Quiet cracking, and what feeds itUS workers reporting quiet cracking (of 100%)20% often34% sometimes46% not cracking54% report some degree — invisible in performance metrics until it breaks.A core driver: young workers who feel financially insecure≈ 48% Gen Z · 46% millennialsWhen leaving feels financially unsafe, staying-while-fraying becomes the rational move.
Sources: TalentLMS, 2025; Deloitte Gen Z and Millennial Survey, 2025.

A caveat worth stating out loud, because the brief these numbers come from is honest about it: these are different surveys, with different samples, definitions, and methods. “Quiet cracking” is a vendor’s coinage, not a clinical diagnosis, and the fifty-four percent is one survey of a thousand people. Treat the figures as directional — a strong, consistent signal about where things are heading, not a precise instrument reading. The shape of the problem is what holds up across sources, not any single decimal.

Why a low quit rate can be the warning sign

Here is the reframe. We are trained to read turnover as the thing to minimize. Low attrition, the thinking goes, means a healthy team. And often it does. But attrition only measures the people who left.

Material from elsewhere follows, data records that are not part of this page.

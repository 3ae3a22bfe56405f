//! Android resource references and values
//!
//! Menu attributes point at other resources (`@+id/action_search`,
//! `@string/search`, `@color/accent`). This module parses those references
//! and resolves the ones a menu build needs: stable integer ids and
//! string/color values loaded from `res/values*` directories.

mod table;

pub use table::ResourceTable;

use regex::Regex;
use std::fmt;
use std::sync::OnceLock;

/// First id handed out for app-package `@+id/` names
pub const APP_ID_BASE: i32 = 0x7f08_0000;
/// First id handed out for `@android:id/` names
pub const FRAMEWORK_ID_BASE: i32 = 0x0102_0000;

fn reference_regex() -> &'static Regex {
    static RE: OnceLock<Regex> = OnceLock::new();
    RE.get_or_init(|| {
        Regex::new(r"^([@?])(\+)?(?:([A-Za-z][\w.]*):)?([A-Za-z_]\w*)/([\w.]+)$")
            .expect("resource reference pattern is valid")
    })
}

/// A parsed `@[+][package:]type/name` or `?[package:]attr/name` reference
#[derive(Debug, Clone, PartialEq, Eq, Hash)]
pub struct ResourceRef {
    pub package: Option<String>,
    pub kind: String,
    pub name: String,
    /// `@+id/...` creates the id if it does not exist yet
    pub create: bool,
    /// `?attr/...` theme attribute rather than a direct reference
    pub theme_attribute: bool,
}

impl ResourceRef {
    pub fn parse(value: &str) -> Option<Self> {
        let caps = reference_regex().captures(value.trim())?;

        Some(Self {
            theme_attribute: &caps[1] == "?",
            create: caps.get(2).is_some(),
            package: caps.get(3).map(|m| m.as_str().to_string()),
            kind: caps[4].to_string(),
            name: caps[5].to_string(),
        })
    }

    pub fn is_framework(&self) -> bool {
        self.package.as_deref() == Some("android")
    }

    pub fn is_kind(&self, kind: &str) -> bool {
        self.kind == kind
    }
}

impl fmt::Display for ResourceRef {
    fn fmt(&self, f: &mut fmt::Formatter<'_>) -> fmt::Result {
        f.write_str(if self.theme_attribute { "?" } else { "@" })?;
        if self.create {
            f.write_str("+")?;
        }
        if let Some(package) = &self.package {
            write!(f, "{}:", package)?;
        }
        write!(f, "{}/{}", self.kind, self.name)
    }
}

/// Parse a `#RGB`, `#ARGB`, `#RRGGBB` or `#AARRGGBB` literal into ARGB
pub fn parse_color_literal(value: &str) -> Option<u32> {
    let hex = value.trim().strip_prefix('#')?;
    if !hex.chars().all(|c| c.is_ascii_hexdigit()) {
        return None;
    }

    let expand = |s: &str| -> Option<u32> {
        let doubled: String = s.chars().flat_map(|c| [c, c]).collect();
        u32::from_str_radix(&doubled, 16).ok()
    };

    match hex.len() {
        3 => expand(hex).map(|rgb| 0xff00_0000 | rgb),
        4 => expand(hex),
        6 => u32::from_str_radix(hex, 16).ok().map(|rgb| 0xff00_0000 | rgb),
        8 => u32::from_str_radix(hex, 16).ok(),
        _ => None,
    }
}
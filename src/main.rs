use clap::Parser;
use colored::Colorize;
use menuinflate::config::Config;
use menuinflate::discovery::MenuFinder;
use menuinflate::inflate_files;
use menuinflate::report::{ReportFormat, Reporter};
use menuinflate::resources::ResourceTable;
use miette::{IntoDiagnostic, Result, WrapErr};
use std::path::PathBuf;
use tracing::{debug, info};

/// menuinflate - Inflate Android menu resources into resolved menu trees
#[derive(Parser, Debug)]
#[command(name = "menuinflate")]
#[command(author, version, about, long_about = None)]
struct Cli {
    /// Menu XML files or project directories to scan for res/menu resources
    #[arg(default_value = ".")]
    paths: Vec<PathBuf>,

    /// Path to configuration file
    #[arg(short, long)]
    config: Option<PathBuf>,

    /// Patterns to exclude (can be specified multiple times)
    #[arg(short, long)]
    exclude: Vec<String>,

    /// Output format
    #[arg(short, long, value_enum)]
    format: Option<OutputFormat>,

    /// Output file (for json format)
    #[arg(short, long)]
    output: Option<PathBuf>,

    /// Additional values directories to resolve @string/ and @color/ from
    #[arg(long = "res", value_name = "DIR")]
    values_dirs: Vec<PathBuf>,

    /// Hide per-item attributes in terminal output
    #[arg(long)]
    no_attributes: bool,

    /// Inflate files in parallel
    #[arg(long)]
    parallel: bool,

    /// Verbose output
    #[arg(short, long)]
    verbose: bool,

    /// Quiet mode - only output results
    #[arg(short, long)]
    quiet: bool,
}

#[derive(clap::ValueEnum, Clone, Debug)]
enum OutputFormat {
    Terminal,
    Json,
}

impl OutputFormat {
    fn name(&self) -> &'static str {
        match self {
            OutputFormat::Terminal => "terminal",
            OutputFormat::Json => "json",
        }
    }
}

fn main() -> Result<()> {
    let cli = Cli::parse();

    init_logging(cli.verbose, cli.quiet);

    info!("menuinflate v{}", env!("CARGO_PKG_VERSION"));

    let config = load_config(&cli)?;
    let failures = run(&config, &cli)?;

    if failures > 0 {
        return Err(miette::miette!("{} menu resource(s) failed to inflate", failures));
    }
    Ok(())
}

fn init_logging(verbose: bool, quiet: bool) {
    use tracing_subscriber::{fmt, EnvFilter};

    let filter = if quiet {
        EnvFilter::new("error")
    } else if verbose {
        EnvFilter::new("debug")
    } else {
        EnvFilter::new("info")
    };

    fmt()
        .with_env_filter(filter)
        .with_target(false)
        .with_writer(std::io::stderr)
        .init();
}

fn load_config(cli: &Cli) -> Result<Config> {
    let mut config = if let Some(config_path) = &cli.config {
        Config::from_file(config_path)?
    } else {
        let root = cli
            .paths
            .iter()
            .find(|p| p.is_dir())
            .cloned()
            .unwrap_or_else(|| PathBuf::from("."));
        Config::from_default_locations(&root)?
    };

    // Override with CLI arguments
    if !cli.exclude.is_empty() {
        config.exclude.extend(cli.exclude.clone());
    }
    if !cli.values_dirs.is_empty() {
        config.values_dirs.extend(cli.values_dirs.clone());
    }
    if let Some(format) = &cli.format {
        config.report.format = format.name().to_string();
    }
    if cli.no_attributes {
        config.report.show_attributes = false;
    }

    Ok(config)
}

/// Inflate and report; returns the number of files that failed
fn run(config: &Config, cli: &Cli) -> Result<usize> {
    let finder = MenuFinder::new(config);
    let menus = finder.find_menus(&cli.paths)?;

    if menus.is_empty() {
        if !cli.quiet {
            eprintln!("{}", "No menu resources found.".yellow());
        }
        return Ok(0);
    }
    info!("Found {} menu resources", menus.len());

    // Load values next to each res/ dir, then the explicitly configured ones
    let mut res_dirs: Vec<PathBuf> = menus.iter().filter_map(|m| m.res_dir.clone()).collect();
    res_dirs.sort();
    res_dirs.dedup();
    let mut values_dirs = finder.values_dirs(&res_dirs);
    values_dirs.extend(config.values_dirs.iter().cloned());

    let mut resources = ResourceTable::new();
    for dir in &values_dirs {
        resources
            .load_values_dir(dir)
            .into_diagnostic()
            .wrap_err_with(|| format!("Failed to load values from {}", dir.display()))?;
    }
    debug!(
        "Loaded {} strings and {} colors",
        resources.string_count(),
        resources.color_count()
    );

    let registry = config.extension_registry();
    let results = inflate_files(&menus, &resources, &registry, cli.parallel);

    let format = ReportFormat::parse(&config.report.format).unwrap_or_default();
    let reporter = Reporter::new(format, cli.output.clone())
        .with_attributes(config.report.show_attributes);
    reporter.report(&results, &resources)?;

    Ok(results.iter().filter(|r| !r.is_ok()).count())
}
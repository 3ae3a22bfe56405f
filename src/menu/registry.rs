//! Class-name keyed factories for action views and action providers
//!
//! Menu resources name custom widgets by class (`app:actionViewClass`,
//! `app:actionProviderClass`). Instead of reflective construction, callers
//! register a factory per class name. A missing or failing factory is never
//! fatal to a build: the inflater logs it and leaves the feature off.

use crate::error::ExtensionError;
use std::collections::HashMap;
use std::fmt;

/// A widget shown in place of an item in the action bar
pub trait ActionView: fmt::Debug + Send {
    fn class_name(&self) -> &str;
}

/// An object that supplies an item's action view and, optionally, a submenu
pub trait ActionProvider: fmt::Debug + Send {
    fn class_name(&self) -> &str;

    /// Providers owning a submenu turn their item into a submenu entry
    fn has_sub_menu(&self) -> bool {
        false
    }
}

type ViewFactory = Box<dyn Fn() -> Result<Box<dyn ActionView>, ExtensionError> + Send + Sync>;
type ProviderFactory =
    Box<dyn Fn() -> Result<Box<dyn ActionProvider>, ExtensionError> + Send + Sync>;

/// Action view known only by its class name
#[derive(Debug, Clone, PartialEq, Eq)]
pub struct DeclaredActionView {
    class_name: String,
}

impl DeclaredActionView {
    pub fn new(class_name: impl Into<String>) -> Self {
        Self {
            class_name: class_name.into(),
        }
    }
}

impl ActionView for DeclaredActionView {
    fn class_name(&self) -> &str {
        &self.class_name
    }
}

/// Action provider known only by its class name and submenu capability
#[derive(Debug, Clone, PartialEq, Eq)]
pub struct DeclaredActionProvider {
    class_name: String,
    has_sub_menu: bool,
}

impl DeclaredActionProvider {
    pub fn new(class_name: impl Into<String>, has_sub_menu: bool) -> Self {
        Self {
            class_name: class_name.into(),
            has_sub_menu,
        }
    }
}

impl ActionProvider for DeclaredActionProvider {
    fn class_name(&self) -> &str {
        &self.class_name
    }

    fn has_sub_menu(&self) -> bool {
        self.has_sub_menu
    }
}

/// Registry resolving extension class names at build time
#[derive(Default)]
pub struct ExtensionRegistry {
    views: HashMap<String, ViewFactory>,
    providers: HashMap<String, ProviderFactory>,
}

impl ExtensionRegistry {
    pub fn new() -> Self {
        Self::default()
    }

    pub fn register_action_view<F>(&mut self, class_name: impl Into<String>, factory: F)
    where
        F: Fn() -> Result<Box<dyn ActionView>, ExtensionError> + Send + Sync + 'static,
    {
        self.views.insert(class_name.into(), Box::new(factory));
    }

    pub fn register_action_provider<F>(&mut self, class_name: impl Into<String>, factory: F)
    where
        F: Fn() -> Result<Box<dyn ActionProvider>, ExtensionError> + Send + Sync + 'static,
    {
        self.providers.insert(class_name.into(), Box::new(factory));
    }

    /// Register a class that always constructs as a [`DeclaredActionView`]
    pub fn declare_action_view(&mut self, class_name: impl Into<String>) {
        let class_name = class_name.into();
        let captured = class_name.clone();
        self.register_action_view(class_name, move || {
            Ok(Box::new(DeclaredActionView::new(captured.clone())) as Box<dyn ActionView>)
        });
    }

    /// Register a class that always constructs as a [`DeclaredActionProvider`]
    pub fn declare_action_provider(&mut self, class_name: impl Into<String>, has_sub_menu: bool) {
        let class_name = class_name.into();
        let captured = class_name.clone();
        self.register_action_provider(class_name, move || {
            Ok(Box::new(DeclaredActionProvider::new(captured.clone(), has_sub_menu))
                as Box<dyn ActionProvider>)
        });
    }

    pub fn create_action_view(&self, class_name: &str) -> Result<Box<dyn ActionView>, ExtensionError> {
        match self.views.get(class_name) {
            Some(factory) => factory(),
            None => Err(ExtensionError::UnknownClass(class_name.to_string())),
        }
    }

    pub fn create_action_provider(
        &self,
        class_name: &str,
    ) -> Result<Box<dyn ActionProvider>, ExtensionError> {
        match self.providers.get(class_name) {
            Some(factory) => factory(),
            None => Err(ExtensionError::UnknownClass(class_name.to_string())),
        }
    }

    pub fn view_count(&self) -> usize {
        self.views.len()
    }

    pub fn provider_count(&self) -> usize {
        self.providers.len()
    }
}

impl fmt::Debug for ExtensionRegistry {
    fn fmt(&self, f: &mut fmt::Formatter<'_>) -> fmt::Result {
        let mut views: Vec<_> = self.views.keys().collect();
        views.sort();
        let mut providers: Vec<_> = self.providers.keys().collect();
        providers.sort();
        f.debug_struct("ExtensionRegistry")
            .field("views", &views)
            .field("providers", &providers)
            .finish()
    }
}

It is silent about the people who wanted to and couldn’t — and that silence is exactly where the risk pools.

Think of it like an exit valve on a pressure system. When the valve is open — a hot job market — dissatisfaction escapes as turnover. It is visible, it is costly, and it is also self-correcting: unhappy people leave, you feel the pain, you fix the cause or you replace them. When the valve closes — a cooling market — the dissatisfaction does not vanish. It has nowhere to go, so it turns inward. The pressure stays in the system, in the form of people who have checked out emotionally but not physically. Your quit rate looks beautiful. Your actual engagement is rotting.

This is the trap of the Big Stay for organizations: the metric that improves is the one that hides the problem. A team can post its best-ever retention numbers in the same quarter its people are most quietly miserable. The two are not in tension; in a frozen market, they are causally linked.

If you’re the one feeling stuck

Most of you reading this are not the manager looking at the dashboard. You are somewhere in the dashed band — wanting a change, not sure the market will let you have one, feeling the early friction of cracking. A few honest moves help more than another motivational poster.

First, separate the feeling from the verdict. “I want to leave” is real information about your current job. It is not, by itself, proof that leaving is possible or wise this quarter. Both things can be true: the job is wearing you down and now is a hard time to jump. Holding both keeps you out of two traps — pretending you are fine, and quitting impulsively into a thin market. The feeling is data. Log it. Do not let it make the decision alone.

Second, do the cheap things that are actually in your control while you wait for the valve to open. Quiet cracking feeds on two specific deficits the research keeps naming: no recognition and no sense of progress. You cannot manufacture a raise, but you can often manufacture a small, visible win, ask your manager directly for the feedback you are not getting, or carve out one project that teaches you something the market will pay for later. None of this fixes a genuinely bad job. All of it slows the fraying and keeps your skills liquid for when you can move.

Third, treat the stuck season as a build season, not a dead one. The most useful thing you can do with a job you intend to eventually leave is to leave it more hireable than you arrived. In a market spooked by automation, the people who come out ahead are the ones who used the holding pattern to get demonstrably better at the thing that is hard to automate, rather than the ones who spent it refreshing job boards and resenting the wait.

And if you manage people: stop reading low attrition as a clean bill of health. The question is not how many left. It is how many wanted to and stayed anyway — and whether you have built a place where someone fraying quietly feels safe enough to say so before they break. That number will not appear on any dashboard. You have to ask for it, and then you have to make it survivable to answer honestly.

The Great Resignation was loud and it scared everyone. The Big Stay is silent, and silence is easy to mistake for peace. It usually isn’t.